Tale Decreto ha recepito la normativa comunitaria, eliminando la possibilità per le società di gestione del risparmio di delegare al depositario il calcolo del valore delle parti degli OICR (o calcolo del NAV) secondo il “modello dell’affidamento”. Tale attività, infatti, può ora essere svolta dal depositario per conto del gestore soltanto secondo il “regime di esternalizzazione”.

L’Agenzia delle Entrate si era pronunciata nel 2013 nel senso che, nel caso di un corrispettivo concordato in maniera unitaria rispetto ai servizi di vario tipo resi dalla banca depositaria, l’incidenza delle prestazioni imponibili Iva rispetto alle prestazioni esenti da imposta potesse essere quantificata nella misura del 28,3 % del corrispettivo stesso.

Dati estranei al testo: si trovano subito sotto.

use std::path::PathBuf;

use clap::{Args, Parser, Subcommand};

#[derive(Parser, Debug)]
#[command(name = "gopack")]
#[command(version)]
#[command(about = "Build a program and pack it with its assets into an archive")]
pub struct Cli {
    #[command(subcommand)]
    pub command: Command,
}

#[derive(Subcommand, Debug)]
pub enum Command {
    /// Run the build script and archive the results
    Pack(PackArgs),
}

#[derive(Args, Debug, Default)]
pub struct PackArgs {
    /// Pack configuration file
    #[arg(long = "config", default_value = "gopack.yml")]
    pub config: PathBuf,
    /// Target operating system (GOOS); defaults to the host
    #[arg(long = "os")]
    pub os: Option<String>,
    /// Target architecture (GOARCH); defaults to the host
    #[arg(long = "arch")]
    pub arch: Option<String>,
    /// Destination archive path (.zip, .tar, .tgz or .tar.gz)
    #[arg(short = 'o', long = "output")]
    pub output: Option<String>,
    /// Alias substituted for the leading `go` of each build command
    #[arg(long = "gom")]
    pub gom: Option<String>,
    /// Skip the build script
    #[arg(long = "nobuild")]
    pub nobuild: bool,
    /// Extra file appended after discovered files (repeatable)
    #[arg(long = "add", value_name = "PATH")]
    pub add: Vec<String>,
    /// Delete build outputs after archiving
    #[arg(long = "rm")]
    pub rm: bool,
    /// Maximum traversal depth below each include root
    #[arg(long = "depth")]
    pub depth: Option<usize>,
    /// Only log warnings and errors
    #[arg(long = "quiet", conflicts_with = "debug")]
    pub quiet: bool,
    /// Enable debug logging
    #[arg(long = "debug")]
    pub debug: bool,
}
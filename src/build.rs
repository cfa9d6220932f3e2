//! Build script execution with target environment injection.

use std::process::{Command, Stdio};

use anyhow::{Context, Result, bail};
use tracing::info;

/// The build tool name that a configured `gom` alias replaces.
const DEFAULT_BUILD_TOOL: &str = "go";

/// Capability for executing one shell-level build step.
///
/// The orchestrator only depends on this trait, so tests can swap in an
/// in-process runner instead of spawning a real shell.
pub trait CommandRunner {
    fn run(&self, command: &str, env: &[(String, String)]) -> Result<()>;
}

/// Runs each command under the host shell with inherited stdio, so build
/// output streams live instead of being buffered.
pub struct ShellRunner;

impl CommandRunner for ShellRunner {
    fn run(&self, command: &str, env: &[(String, String)]) -> Result<()> {
        let mut cmd = if cfg!(windows) {
            let mut cmd = Command::new("cmd");
            cmd.arg("/C").arg(command);
            cmd
        } else {
            let mut cmd = Command::new("sh");
            cmd.arg("-c").arg(command);
            cmd
        };
        cmd.stdin(Stdio::inherit())
            .stdout(Stdio::inherit())
            .stderr(Stdio::inherit());
        for (key, value) in env {
            cmd.env(key, value);
        }
        let status = cmd
            .status()
            .with_context(|| format!("failed to spawn `{command}`"))?;
        if !status.success() {
            bail!(
                "build step `{command}` failed (exit code {})",
                status.code().unwrap_or(-1)
            );
        }
        Ok(())
    }
}

/// Executes the configured script sequentially with `GOOS`/`GOARCH` set for
/// every step. The first failing step aborts the rest; steps are never
/// retried.
pub struct BuildRunner<'a> {
    runner: &'a dyn CommandRunner,
    env: Vec<(String, String)>,
    gom: Option<String>,
}

impl<'a> BuildRunner<'a> {
    pub fn new(
        runner: &'a dyn CommandRunner,
        goos: &str,
        goarch: &str,
        gom: Option<&str>,
    ) -> Self {
        Self {
            runner,
            env: vec![
                ("GOOS".to_string(), goos.to_string()),
                ("GOARCH".to_string(), goarch.to_string()),
            ],
            gom: gom.map(|s| s.to_string()),
        }
    }

    pub fn run_script(&self, script: &[String]) -> Result<()> {
        for command in script {
            let command = match &self.gom {
                Some(alias) => apply_tool_alias(command, alias),
                None => command.clone(),
            };
            info!("run: {command}");
            self.runner.run(&command, &self.env)?;
        }
        Ok(())
    }
}

/// Replace the leading build tool name with the configured alias, leaving
/// every other command untouched.
pub fn apply_tool_alias(command: &str, alias: &str) -> String {
    let trimmed = command.trim_start();
    match trimmed.split_whitespace().next() {
        Some(first) if first == DEFAULT_BUILD_TOOL => {
            let rest = trimmed[first.len()..].trim_start();
            if rest.is_empty() {
                alias.to_string()
            } else {
                format!("{alias} {rest}")
            }
        }
        _ => command.to_string(),
    }
}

Il dubbio posto all’attenzione dell’Agenzia delle Entrate dalle Associazioni istanti riguarda la percentuale da prendere ora in considerazione. Si domandano, infatti, se tale percentuale sia mutata alle luce dell’intervento normativo che, come sopra anticipato, ha fatto sì che le prestazioni legate al calcolo del NAV debbano essere affidate alla banca depositaria esclusivamente secondo il modello di esternalizzazione e che, quindi, dal corrispettivo complessivamente previsto per i servizi in affidamento debbano essere esclusi i servizi connessi al NAV.

La conclusione espressa dall’Agenzia delle Entrate nella Risoluzione del 6 aprile 2018 è che la percentuale di imponibilità del 28,3 % non possa considerarsi più adeguata a quantificare le attività imponibili Iva rispetto alla totalità delle attività effettuate dalle banche depositarie. Questa percentuale, infatti, era frutto di un’analisi che includeva nella forfettizzazione anche il calcolo del NAV secondo il modello dell’affidamento.

Gli operatori, pertanto, dovranno attivarsi sia in sede di adeguamento delle convenzioni già esistenti tra le banche depositarie e le società di gestione del risparmio, sia in occasione della redazione di nuove convenzioni, per distinguere i corrispettivi pattuiti per i diversi servizi resi dalla banca depositaria, individuando specificamente i diversi servizi ed il regime Iva da applicare agli stessi.

L’Agenzia delle Entrate ha anche precisato che, data la situazione di incertezza, per il periodo d’imposta 2017, non saranno irrogabili sanzioni amministrative.